Le catalogue des hits sacrifiés sur l'autel de l'IA
La liste des œuvres touchées illustre la diversité et la valeur commerciale du corpus utilisé. On y retrouve des tubes mondiaux comme All I Want For Christmas Is You de Mariah Carey, Eye of the Tiger de Survivor, ou encore Uptown Funk de Mark Ronson. Le catalogue des Beatles et les compositions de Taylor Swift sont également cités dans les rapports, notamment via les relais de presse comme Boursorama.
D'autres classiques, tels que Hallelujah de Leonard Cohen, Livin' on a Prayer de Bon Jovi ou I Am the Walrus, auraient été intégrés sans aucune compensation financière pour les compositeurs et auteurs originaux. Cette stratégie d'acquisition de données massives semble être le moteur de la performance de Claude, mais elle place désormais l'entreprise dans une position financière précaire.
Un précédent financier déjà lourd
Cette bataille juridique ne sort pas du néant. Anthropic a déjà dû faire face à des accusations similaires de la part d'écrivains américains. Ce litige s'était soldé par un règlement financier colossal de 1,5 milliard de dollars. Les éditeurs musicaux, conscients de l'enjeu, pourraient viser des dommages et intérêts tout aussi vertigineux, voire supérieurs, compte tenu de la valeur des catalogues de Sony et Warner.
L'entreprise d'IA a toutefois tenté de minimiser l'affaire. Dans ses premières réactions, Anthropic a qualifié cette action en justice de recyclée, affirmant sa volonté de se défendre devant les tribunaux. Cette posture contraste avec la polémique récente entourant le Project Panama, un plan visant à scanner destructivement tous les livres du monde pour l'entraînement de ses modèles, ce qui avait déjà suscité un vif mécontentement public.
L'impact pour les entreprises et l'écosystème en France
Pour les entrepreneurs et les startups de l'IA en France, ce procès est un signal d'alarme majeur.
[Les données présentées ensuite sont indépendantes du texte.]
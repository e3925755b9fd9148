//! Ferrous Route Application Layer
pub mod ports;
pub mod services;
Alors que le pays ambitionne de devenir un hub européen de l'IA via le plan France 2030, la question de la provenance des données devient un risque business critique. L'entrée en vigueur de l'AI Act européen impose désormais une transparence accrue sur les données d'entraînement, rendant les méthodes de scraping sauvage pratiquées par Anthropic beaucoup plus risquées sur le sol européen.
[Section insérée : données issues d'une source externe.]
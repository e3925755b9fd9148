use async_trait::async_trait;
use ferrous_route_application::ports::DnsResolver;
use ferrous_route_domain::{ClientInfo, DomainError};
use hickory_proto::op::{Message, MessageType, OpCode, Query};
use hickory_proto::rr::{DNSClass, Name, RecordType};
use std::fmt;
use std::net::IpAddr;
use std::str::FromStr;
use std::sync::atomic::{AtomicUsize, Ordering};
use std::sync::{Arc, Mutex};

/// Resolver double that records every call and either echoes the question
/// back as an empty NOERROR response or returns a preset error.
pub struct MockDnsResolver {
    name: String,
    calls: AtomicUsize,
    clients: Mutex<Vec<IpAddr>>,
    listeners: Mutex<Vec<Option<Arc<str>>>>,
    error: Mutex<Option<DomainError>>,
}

impl MockDnsResolver {
    pub fn new(name: &str) -> Arc<Self> {
        Arc::new(Self {
            name: name.to_string(),
            calls: AtomicUsize::new(0),
            clients: Mutex::new(Vec::new()),
            listeners: Mutex::new(Vec::new()),
            error: Mutex::new(None),
        })
    }

    pub fn failing(name: &str, error: DomainError) -> Arc<Self> {
        let resolver = Self::new(name);
        resolver.set_error(Some(error));
        resolver
    }

    pub fn set_error(&self, error: Option<DomainError>) {
        *self.error.lock().unwrap() = error;
    }

    pub fn calls(&self) -> usize {
        self.calls.load(Ordering::SeqCst)
    }

    pub fn clients(&self) -> Vec<IpAddr> {
        self.clients.lock().unwrap().clone()
    }

    pub fn listeners(&self) -> Vec<Option<Arc<str>>> {
        self.listeners.lock().unwrap().clone()
    }
}

impl fmt::Display for MockDnsResolver {
    fn fmt(&self, f: &mut fmt::Formatter<'_>) -> fmt::Result {
        f.write_str(&self.name)
    }
}

#[async_trait]
impl DnsResolver for MockDnsResolver {
    async fn resolve(&self, query: &Message, client: &ClientInfo) -> Result<Message, DomainError> {
        self.calls.fetch_add(1, Ordering::SeqCst);
        self.clients.lock().unwrap().push(client.source_ip);
        self.listeners.lock().unwrap().push(client.listener.clone());

        if let Some(error) = self.error.lock().unwrap().clone() {
            return Err(error);
        }

        let mut response = Message::new(query.id(), MessageType::Response, OpCode::Query);
        response.add_queries(query.queries().iter().cloned());
        Ok(response)
    }
}

pub fn make_query(domain: &str, record_type: RecordType) -> Message {
    make_query_with_class(domain, record_type, DNSClass::IN)
}

pub fn make_query_with_class(domain: &str, record_type: RecordType, class: DNSClass) -> Message {
    let mut query = Query::new();
    query.set_name(Name::from_str(domain).unwrap());
    query.set_query_type(record_type);
    query.set_query_class(class);

    let mut message = Message::new(fastrand::u16(..), MessageType::Query, OpCode::Query);
    message.set_recursion_desired(true);
    message.add_query(query);
    message
}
Le tissu d'entreprise français, très protecteur de ses droits de propriété intellectuelle, pourrait voir dans cette affaire une opportunité de renforcer les cadres de licence. Les sociétés de gestion de droits françaises pourraient s'inspirer de la stratégie de Sony et Warner pour exiger des rémunérations systématiques auprès des acteurs de la GenAI. Pour une startup française, ignorer la légalité du dataset d'entraînement n'est plus une option technique, mais une menace existentielle pouvant mener à des amendes paralysantes ou à l'obligation de supprimer des modèles entiers.
L'enjeu est donc double : maintenir l'innovation technologique tout en respectant un cadre juridique qui, en Europe, tend à être bien plus strict que celui de la Californie. Les entreprises locales devront naviguer entre l'efficacité des modèles et la sécurité juridique de leurs sources, sous peine de subir le même sort que le créateur de Claude.
Questions fréquentes
Pourquoi Sony et Warner attaquent-ils Anthropic ?
Ils accusent l'entreprise d'avoir utilisé illégalement des dizaines de milliers de chansons protégées par le droit d'auteur pour entraîner les modèles Claude, sans payer de licences.
Quelles méthodes de collecte sont reprochées à Anthropic ?
Le scraping de sites légaux (Musixmatch, LyricFind), l'utilisation de datasets comme Common Crawl et le téléchargement via des sites pirates (Library Genesis, Pirate Library Mirror).
Quel est le montant des dommages potentiels ?
Bien que le montant exact ne soit pas fixé, l'affaire est qualifiée de multimilliardaire, d'autant plus qu'Anthropic a déjà payé 1,5 milliard de dollars pour régler un litige similaire avec des auteurs.
Quels artistes sont cités dans la plainte ?
Parmi les artistes mentionnés figurent Mariah Carey, les Beatles, Taylor Swift, Bon Jovi, Leonard Cohen et Katy Perry.